Pick out all lines of the entries that include the word "iter" and copy them.

[Collected data entries]
════
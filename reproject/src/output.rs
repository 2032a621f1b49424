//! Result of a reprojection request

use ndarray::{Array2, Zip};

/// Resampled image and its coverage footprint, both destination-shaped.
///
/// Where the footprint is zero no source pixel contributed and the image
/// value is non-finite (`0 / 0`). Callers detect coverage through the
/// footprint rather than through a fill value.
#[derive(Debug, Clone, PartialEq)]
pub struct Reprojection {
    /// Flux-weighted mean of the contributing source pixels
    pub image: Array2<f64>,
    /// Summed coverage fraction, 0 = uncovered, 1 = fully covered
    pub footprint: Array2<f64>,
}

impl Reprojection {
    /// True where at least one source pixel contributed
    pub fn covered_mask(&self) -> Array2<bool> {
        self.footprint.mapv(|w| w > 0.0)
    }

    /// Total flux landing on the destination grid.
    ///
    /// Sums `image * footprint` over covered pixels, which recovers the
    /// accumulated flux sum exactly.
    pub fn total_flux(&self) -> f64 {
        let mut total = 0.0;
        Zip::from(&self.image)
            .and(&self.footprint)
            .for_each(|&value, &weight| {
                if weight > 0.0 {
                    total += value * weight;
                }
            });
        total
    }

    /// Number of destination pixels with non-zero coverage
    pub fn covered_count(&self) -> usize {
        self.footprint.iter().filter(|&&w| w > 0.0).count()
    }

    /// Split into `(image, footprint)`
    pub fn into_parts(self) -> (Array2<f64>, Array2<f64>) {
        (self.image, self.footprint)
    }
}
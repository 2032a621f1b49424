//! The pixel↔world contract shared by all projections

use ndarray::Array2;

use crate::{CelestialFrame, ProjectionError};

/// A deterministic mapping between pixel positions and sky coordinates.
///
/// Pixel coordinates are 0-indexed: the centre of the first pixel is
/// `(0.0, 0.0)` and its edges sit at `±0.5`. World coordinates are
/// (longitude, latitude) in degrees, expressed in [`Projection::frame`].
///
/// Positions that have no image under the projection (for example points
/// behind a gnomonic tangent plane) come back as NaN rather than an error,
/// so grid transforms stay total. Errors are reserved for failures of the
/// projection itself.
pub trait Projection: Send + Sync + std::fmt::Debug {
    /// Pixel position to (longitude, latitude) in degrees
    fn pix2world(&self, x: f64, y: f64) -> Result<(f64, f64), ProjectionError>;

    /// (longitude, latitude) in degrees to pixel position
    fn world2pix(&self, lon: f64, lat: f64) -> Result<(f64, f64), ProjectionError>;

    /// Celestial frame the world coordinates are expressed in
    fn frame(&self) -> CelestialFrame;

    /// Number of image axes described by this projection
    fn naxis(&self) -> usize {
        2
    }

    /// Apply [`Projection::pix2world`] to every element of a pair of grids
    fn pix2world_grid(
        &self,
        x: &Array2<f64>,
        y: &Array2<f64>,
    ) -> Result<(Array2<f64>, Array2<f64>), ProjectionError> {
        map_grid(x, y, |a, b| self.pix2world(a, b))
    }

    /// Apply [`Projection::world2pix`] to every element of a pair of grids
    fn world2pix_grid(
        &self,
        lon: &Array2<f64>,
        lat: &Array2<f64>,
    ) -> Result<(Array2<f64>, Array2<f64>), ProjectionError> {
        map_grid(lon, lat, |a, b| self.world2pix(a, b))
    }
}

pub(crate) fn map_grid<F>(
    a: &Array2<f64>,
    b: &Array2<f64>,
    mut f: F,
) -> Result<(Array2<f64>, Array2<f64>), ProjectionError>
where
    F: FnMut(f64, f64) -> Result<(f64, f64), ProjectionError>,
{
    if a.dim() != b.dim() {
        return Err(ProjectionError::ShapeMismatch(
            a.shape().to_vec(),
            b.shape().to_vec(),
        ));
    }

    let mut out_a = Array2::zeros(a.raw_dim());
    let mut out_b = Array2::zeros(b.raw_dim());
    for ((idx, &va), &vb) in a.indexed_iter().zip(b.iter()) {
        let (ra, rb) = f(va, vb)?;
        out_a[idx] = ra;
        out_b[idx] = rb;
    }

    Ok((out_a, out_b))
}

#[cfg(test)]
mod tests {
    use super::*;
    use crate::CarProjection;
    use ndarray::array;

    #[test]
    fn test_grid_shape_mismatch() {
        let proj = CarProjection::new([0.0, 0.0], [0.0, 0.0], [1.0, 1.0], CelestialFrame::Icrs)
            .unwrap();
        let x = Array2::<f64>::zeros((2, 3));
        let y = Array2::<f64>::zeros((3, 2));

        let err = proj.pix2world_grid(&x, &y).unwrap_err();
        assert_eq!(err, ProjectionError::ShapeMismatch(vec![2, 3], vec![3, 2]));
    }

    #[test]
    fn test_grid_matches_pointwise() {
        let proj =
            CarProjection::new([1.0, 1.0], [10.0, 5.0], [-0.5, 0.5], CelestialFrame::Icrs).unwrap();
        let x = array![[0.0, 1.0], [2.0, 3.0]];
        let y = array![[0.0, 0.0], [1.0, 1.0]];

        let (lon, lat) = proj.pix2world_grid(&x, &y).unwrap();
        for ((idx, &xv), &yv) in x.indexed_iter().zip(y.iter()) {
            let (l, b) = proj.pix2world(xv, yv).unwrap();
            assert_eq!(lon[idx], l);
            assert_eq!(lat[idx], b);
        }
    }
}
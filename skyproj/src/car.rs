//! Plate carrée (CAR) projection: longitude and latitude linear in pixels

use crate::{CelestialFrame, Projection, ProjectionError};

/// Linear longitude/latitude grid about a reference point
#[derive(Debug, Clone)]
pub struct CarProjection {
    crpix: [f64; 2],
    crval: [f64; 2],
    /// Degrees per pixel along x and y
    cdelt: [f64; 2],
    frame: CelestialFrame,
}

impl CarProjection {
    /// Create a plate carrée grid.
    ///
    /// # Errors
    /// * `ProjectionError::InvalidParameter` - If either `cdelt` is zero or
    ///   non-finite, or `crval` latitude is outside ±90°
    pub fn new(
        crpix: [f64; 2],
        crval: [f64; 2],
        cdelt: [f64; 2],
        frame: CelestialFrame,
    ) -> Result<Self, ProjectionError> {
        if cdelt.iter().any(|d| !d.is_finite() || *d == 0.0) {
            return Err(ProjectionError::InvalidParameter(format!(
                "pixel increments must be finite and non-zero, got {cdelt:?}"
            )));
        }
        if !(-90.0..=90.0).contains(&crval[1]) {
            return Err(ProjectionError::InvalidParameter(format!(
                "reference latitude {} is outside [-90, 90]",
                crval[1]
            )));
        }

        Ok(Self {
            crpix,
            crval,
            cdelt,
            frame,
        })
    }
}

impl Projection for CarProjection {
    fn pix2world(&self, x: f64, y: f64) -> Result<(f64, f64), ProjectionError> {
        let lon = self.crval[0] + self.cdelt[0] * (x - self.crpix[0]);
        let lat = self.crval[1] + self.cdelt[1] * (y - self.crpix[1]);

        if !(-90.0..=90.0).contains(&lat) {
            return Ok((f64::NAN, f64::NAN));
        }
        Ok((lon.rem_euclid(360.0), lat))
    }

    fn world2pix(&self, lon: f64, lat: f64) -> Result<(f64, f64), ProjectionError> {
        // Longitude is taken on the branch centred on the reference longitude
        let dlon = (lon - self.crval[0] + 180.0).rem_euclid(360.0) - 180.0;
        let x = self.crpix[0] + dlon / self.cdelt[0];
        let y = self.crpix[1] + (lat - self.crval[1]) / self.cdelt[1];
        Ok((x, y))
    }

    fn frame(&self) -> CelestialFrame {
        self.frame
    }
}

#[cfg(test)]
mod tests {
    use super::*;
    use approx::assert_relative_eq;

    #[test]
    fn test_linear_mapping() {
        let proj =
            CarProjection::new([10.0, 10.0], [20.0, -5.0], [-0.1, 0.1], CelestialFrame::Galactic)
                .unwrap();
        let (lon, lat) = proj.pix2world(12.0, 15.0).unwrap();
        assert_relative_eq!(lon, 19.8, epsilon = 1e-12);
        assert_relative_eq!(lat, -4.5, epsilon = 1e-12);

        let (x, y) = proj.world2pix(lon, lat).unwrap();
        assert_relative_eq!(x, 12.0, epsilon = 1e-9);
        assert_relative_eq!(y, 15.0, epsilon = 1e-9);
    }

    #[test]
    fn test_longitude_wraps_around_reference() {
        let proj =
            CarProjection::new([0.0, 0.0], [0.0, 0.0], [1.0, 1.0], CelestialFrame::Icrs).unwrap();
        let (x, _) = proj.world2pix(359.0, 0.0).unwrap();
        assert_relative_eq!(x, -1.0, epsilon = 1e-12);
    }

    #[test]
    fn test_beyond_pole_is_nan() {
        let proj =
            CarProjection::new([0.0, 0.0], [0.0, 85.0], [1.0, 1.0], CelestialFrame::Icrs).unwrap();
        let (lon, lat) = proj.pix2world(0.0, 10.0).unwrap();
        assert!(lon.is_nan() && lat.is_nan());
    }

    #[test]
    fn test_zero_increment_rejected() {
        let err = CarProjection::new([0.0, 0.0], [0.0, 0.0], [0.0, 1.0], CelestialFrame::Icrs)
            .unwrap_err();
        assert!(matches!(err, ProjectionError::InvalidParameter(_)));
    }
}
════
Exercise response
        self.footprint.iter().filter(|&&w| w > 0.0).count()
    for ((idx, &va), &vb) in a.indexed_iter().zip(b.iter()) {
        for ((idx, &xv), &yv) in x.indexed_iter().zip(y.iter()) {
        if cdelt.iter().any(|d| !d.is_finite() || *d == 0.0) {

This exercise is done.